ÖVP Kickls Hauptfeind
Ob er überhaupt Kunaseks erste Wahl ist, steht in den Sternen. Denn in der Sozialpolitik hat die FPÖ durchaus Schnittmengen mit der SPÖ. Und was ihre harte Linie in der Migrationspolitik angeht, bewegen sich auch die Genossen ungeachtet ihres ultralinken Parteichefs Andreas Babler in Wien immer mehr nach rechts. Für den FPÖ-Bundesvorsitzenden Kickl ist ohnehin die ÖVP das größere Feindbild.

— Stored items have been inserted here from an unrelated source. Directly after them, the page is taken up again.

//! Supervisor errors.

use gsv_common::ProcessError;
use std::path::PathBuf;
use thiserror::Error;

/// Errors surfaced by [`ServerSupervisor`](crate::ServerSupervisor).
#[derive(Debug, Error)]
pub enum SupervisorError {
    /// The install directory or server binary could not be prepared.
    #[error("Setup failed: {message}")]
    Setup { message: String },

    /// Launching or stopping the server process failed.
    #[error("Server process error: {0}")]
    Process(#[from] ProcessError),

    /// The configuration failed validation.
    #[error("Configuration error: {message}")]
    Config { message: String },

    /// Archiving the save data failed.
    #[error("Backup failed: {message}")]
    Backup { message: String },

    /// The server's settings file could not be read or written.
    #[error("Server settings error in {path}: {message}")]
    Settings { path: PathBuf, message: String },

    #[error("IO error: {0}")]
    Io(#[from] std::io::Error),
}

impl SupervisorError {
    /// Creates a Setup error.
    pub fn setup(message: impl Into<String>) -> Self {
        Self::Setup {
            message: message.into(),
        }
    }

    /// Creates a Backup error.
    pub fn backup(message: impl Into<String>) -> Self {
        Self::Backup {
            message: message.into(),
        }
    }

    /// Creates a Settings error for the file at `path`.
    pub fn settings(path: impl Into<PathBuf>, message: impl Into<String>) -> Self {
        Self::Settings {
            path: path.into(),
            message: message.into(),
        }
    }
}

/// Result type for supervisor operations.
pub type SupervisorResult<T> = std::result::Result<T, SupervisorError>;
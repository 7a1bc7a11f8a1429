//! Server installation seam.

use crate::config::SupervisorConfig;
use crate::error::{SupervisorError, SupervisorResult};
use async_trait::async_trait;

/// Puts the server binary in place when it is missing.
#[async_trait]
pub trait Installer: Send + Sync {
    /// Install the server so that `config.executable_path()` exists afterwards.
    async fn install(&self, config: &SupervisorConfig) -> SupervisorResult<()>;
}

/// Installer for deployments where the server is provisioned out of band.
#[derive(Debug, Default, Clone)]
pub struct MissingBinaryInstaller;

#[async_trait]
impl Installer for MissingBinaryInstaller {
    async fn install(&self, config: &SupervisorConfig) -> SupervisorResult<()> {
        Err(SupervisorError::setup(format!(
            "server binary {} is missing and no installer is configured",
            config.executable_path().display()
        )))
    }
}
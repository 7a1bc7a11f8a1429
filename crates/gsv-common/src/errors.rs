//! Error types for the supervisor workspace.
//!
//! Two families live here:
//! - [`Error`] for malformed values such as version strings
//! - [`ProcessError`] for anything that concerns the supervised OS process

use thiserror::Error;

/// Result type alias for general operations.
pub type Result<T> = std::result::Result<T, Error>;

/// Main error type for general operations.
#[derive(Debug, Error)]
pub enum Error {
    /// Invalid input or configuration.
    #[error("Validation error: {message}")]
    Validation {
        message: String,
    },
}

impl Error {
    /// Creates a Validation error.
    ///
    /// # Example
    /// ```
    /// use gsv_common::Error;
    ///
    /// let err = Error::validation("Empty version string");
    /// assert_eq!(err.to_string(), "Validation error: Empty version string");
    /// ```
    pub fn validation(message: impl Into<String>) -> Self {
        Self::Validation {
            message: message.into(),
        }
    }
}

// ==============================================================================
// Process Errors
// ==============================================================================

/// Process-specific error types.
#[derive(Error, Debug, Clone)]
pub enum ProcessError {
    /// No process with this id, pid or name exists.
    #[error("Process not found: {id}")]
    NotFound { id: String },

    /// A name lookup matched more than one process.
    #[error("Process name is ambiguous: {name} matches pids {pids:?}")]
    Ambiguous { name: String, pids: Vec<u32> },

    /// The OS refused to start the process.
    #[error("Process spawn failed: {id} - {reason}")]
    SpawnFailed { id: String, reason: String },

    /// Sending a termination request failed.
    #[error("Process stop failed: {id} - {reason}")]
    StopFailed { id: String, reason: String },

    /// Writing to the process's stdin failed.
    #[error("Process input failed: {id} - {reason}")]
    InputFailed { id: String, reason: String },

    /// The process did not reach the expected state in time.
    #[error("Process timeout: {id} - {operation}")]
    Timeout { id: String, operation: String },

    /// The operation is not valid in the current state.
    #[error("Process state error: {id} - expected {expected}, got {actual}")]
    InvalidState {
        id: String,
        expected: String,
        actual: String,
    },

    /// Reading process counters failed.
    #[error("Process monitoring error: {id} - {reason}")]
    MonitoringError { id: String, reason: String },
}

impl ProcessError {
    /// Creates a NotFound error.
    pub fn not_found(id: impl Into<String>) -> Self {
        Self::NotFound { id: id.into() }
    }

    /// Creates an Ambiguous error listing every matching pid.
    pub fn ambiguous(name: impl Into<String>, pids: Vec<u32>) -> Self {
        Self::Ambiguous {
            name: name.into(),
            pids,
        }
    }

    /// Creates a SpawnFailed error.
    pub fn spawn_failed(id: impl Into<String>, reason: impl Into<String>) -> Self {
        Self::SpawnFailed {
            id: id.into(),
            reason: reason.into(),
        }
    }

    /// Creates a StopFailed error.
    pub fn stop_failed(id: impl Into<String>, reason: impl Into<String>) -> Self {
        Self::StopFailed {
            id: id.into(),
            reason: reason.into(),
        }
    }

    /// Creates an InputFailed error.
    pub fn input_failed(id: impl Into<String>, reason: impl Into<String>) -> Self {
        Self::InputFailed {
            id: id.into(),
            reason: reason.into(),
        }
    }

    /// Creates a Timeout error for `operation`.
    pub fn timeout(id: impl Into<String>, operation: impl Into<String>) -> Self {
        Self::Timeout {
            id: id.into(),
            operation: operation.into(),
        }
    }

    /// Creates an InvalidState error.
    pub fn invalid_state(
        id: impl Into<String>,
        expected: impl Into<String>,
        actual: impl Into<String>,
    ) -> Self {
        Self::InvalidState {
            id: id.into(),
            expected: expected.into(),
            actual: actual.into(),
        }
    }

    /// Creates a MonitoringError.
    pub fn monitoring(id: impl Into<String>, reason: impl Into<String>) -> Self {
        Self::MonitoringError {
            id: id.into(),
            reason: reason.into(),
        }
    }
}

/// Result type for process operations.
pub type ProcessResult<T> = std::result::Result<T, ProcessError>;
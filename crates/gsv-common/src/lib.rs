//! # GSV Common
//!
//! Common types and error definitions shared across the game server
//! supervisor crates.
//!
//! Every other crate in the workspace builds on the error enums defined
//! here, so process-level failures read the same whether they come from
//! the controller, the sampler or the supervisor itself.

pub mod errors;
pub mod types;

// Re-export commonly used items
pub use errors::{Error, Result, ProcessError, ProcessResult};
pub use types::ServerVersion;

Ein blau-roter Honeymoon ist allerdings durch SPÖ-Parteitagsbeschlüsse eigentlich ausgeschlossen. Eigentlich. Tatsächlich denkt die rote Lokalprominenz in der Steiermark schon ziemlich laut über eine Koalition mit der FPÖ nach. „Manchmal ist ein Paradigmenwechsel nötig, auch wenn es weh tut“, meinte gestern Kurt Wallner, SPÖ-Bürgermeister von Leoben, der zweitgrößten Stadt im Land. „Kunasek ist nicht Kickl, nicht so radikal“, sagt Wallner. Eine blau-rote Koalition wäre „im Interesse der SPÖ“. Das sähen auch viele SPÖ-Bürgermeisterkollegen so. Öffentlich äußerte sich in diesem Sinne auch der Kapfenberger Bürgermeister Matthäus Bachernegg. Schon im Wahlkampf eine Koalition mit der FPÖ nicht ausgeschlossen hatte SPÖ-Spitzenkandidat Anton Lang.
Erschütterungen in Wien
Was auch immer die Parteien in Graz nach dem Politbeben aushandeln, das Nachbeben in Wien ist garantiert. Noch verhandelt Bundeskanzler Karl Nehammer (ÖVP) dort unbeeindruckt weiter mit SPÖ und Neos über eine „Zuckerlkoalition“. Er sowie Babler stehen unter Zeitdruck und befinden sich in einer Doppelmühle: Überwinden die drei Parteien schnell ihre ideologischen Gräben, um ein Anti-Kickl-Bündnis zu schmieden, inszeniert sich die FPÖ weiter als Ausgrenzungsopfer und setzt ihren Höhenflug fort. Lassen sich Nehammer und Babler zu lange Zeit, dürften in ihren Parteien die zentrifugalen Kräfte stärker werden. Nach dem steirischen Debakel wird in ÖVP-Onlineforen noch intensiver über eine Wiederbelebung des 2019 geplatzten Bündnisses mit der FPÖ diskutiert. Dem türkisen Wirtschaftsflügel graut ohnehin vor einer Koalition mit dem Marxisten Babler. Setzen sich diese Stimmen durch, wäre das politische Ende von Kanzler Nehammer besiegelt. Und auch der SPÖ-Chef wäre ohne Regierungsbeteiligung wohl bald Geschichte.